Dataset entries

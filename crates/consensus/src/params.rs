//! Per-network chain parameters.

use crate::Hash256;

#[derive(Clone, Copy, Debug, Eq, PartialEq, Hash)]
pub enum Network {
    Mainnet,
    Testnet,
    Regtest,
}

/// Parameters the storage subsystem needs at bootstrap: the genesis block
/// identity and the hard-coded stake-modifier checksum checkpoints the
/// index loader verifies reconstructed chains against.
#[derive(Clone, Debug)]
pub struct ChainParams {
    pub network: Network,
    pub genesis_hash: Hash256,
    pub stake_modifier_checkpoints: &'static [(i32, u32)],
}

impl ChainParams {
    /// Expected stake-modifier checksum at `height`, if a checkpoint is pinned there.
    pub fn stake_modifier_checkpoint(&self, height: i32) -> Option<u32> {
        self.stake_modifier_checkpoints
            .iter()
            .find(|(checkpoint_height, _)| *checkpoint_height == height)
            .map(|(_, checksum)| *checksum)
    }
}

const MAINNET_GENESIS: Hash256 = [
    0x63, 0x1c, 0x25, 0x9f, 0x4a, 0x80, 0x05, 0x12, 0xd9, 0xc1, 0x14, 0x02, 0x5c, 0xd4, 0x8c, 0x57,
    0x3a, 0x2c, 0x9c, 0x36, 0x88, 0x2e, 0x1a, 0xbe, 0x7c, 0xa3, 0x05, 0x00, 0x00, 0x00, 0x00, 0x00,
];

const TESTNET_GENESIS: Hash256 = [
    0xd1, 0x6c, 0x0a, 0x7e, 0x55, 0x92, 0x41, 0xca, 0x21, 0x5f, 0xe9, 0x71, 0x3c, 0x68, 0x7b, 0xf5,
    0x10, 0x42, 0x8d, 0xd6, 0x3e, 0x75, 0x39, 0x26, 0x1e, 0x1d, 0x0c, 0x00, 0x00, 0x00, 0x00, 0x00,
];

const MAINNET_STAKE_MODIFIER_CHECKPOINTS: &[(i32, u32)] = &[
    (0, 0x0e00670b),
    (25_000, 0x8c341b7a),
    (100_000, 0x3f120cf5),
    (250_000, 0xa97e0fd1),
];

const TESTNET_STAKE_MODIFIER_CHECKPOINTS: &[(i32, u32)] = &[(0, 0x0e00670b)];

pub fn chain_params(network: Network) -> ChainParams {
    match network {
        Network::Mainnet => ChainParams {
            network,
            genesis_hash: MAINNET_GENESIS,
            stake_modifier_checkpoints: MAINNET_STAKE_MODIFIER_CHECKPOINTS,
        },
        Network::Testnet => ChainParams {
            network,
            genesis_hash: TESTNET_GENESIS,
            stake_modifier_checkpoints: TESTNET_STAKE_MODIFIER_CHECKPOINTS,
        },
        Network::Regtest => ChainParams {
            network,
            genesis_hash: TESTNET_GENESIS,
            stake_modifier_checkpoints: &[],
        },
    }
}

#[cfg(test)]
mod tests {
    use super::*;

    #[test]
    fn checkpoint_lookup() {
        let params = chain_params(Network::Mainnet);
        assert_eq!(params.stake_modifier_checkpoint(0), Some(0x0e00670b));
        assert_eq!(params.stake_modifier_checkpoint(25_000), Some(0x8c341b7a));
        assert_eq!(params.stake_modifier_checkpoint(1), None);
    }

    #[test]
    fn regtest_has_no_checkpoints() {
        let params = chain_params(Network::Regtest);
        assert!(params.stake_modifier_checkpoints.is_empty());
    }
}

TASK STATEMENT: Wherever the string "Some" appears in a line of the records above, copy that line.

RESPONSE TO THIS TASK:
        assert_eq!(params.stake_modifier_checkpoint(0), Some(0x0e00670b));
        assert_eq!(params.stake_modifier_checkpoint(25_000), Some(0x8c341b7a));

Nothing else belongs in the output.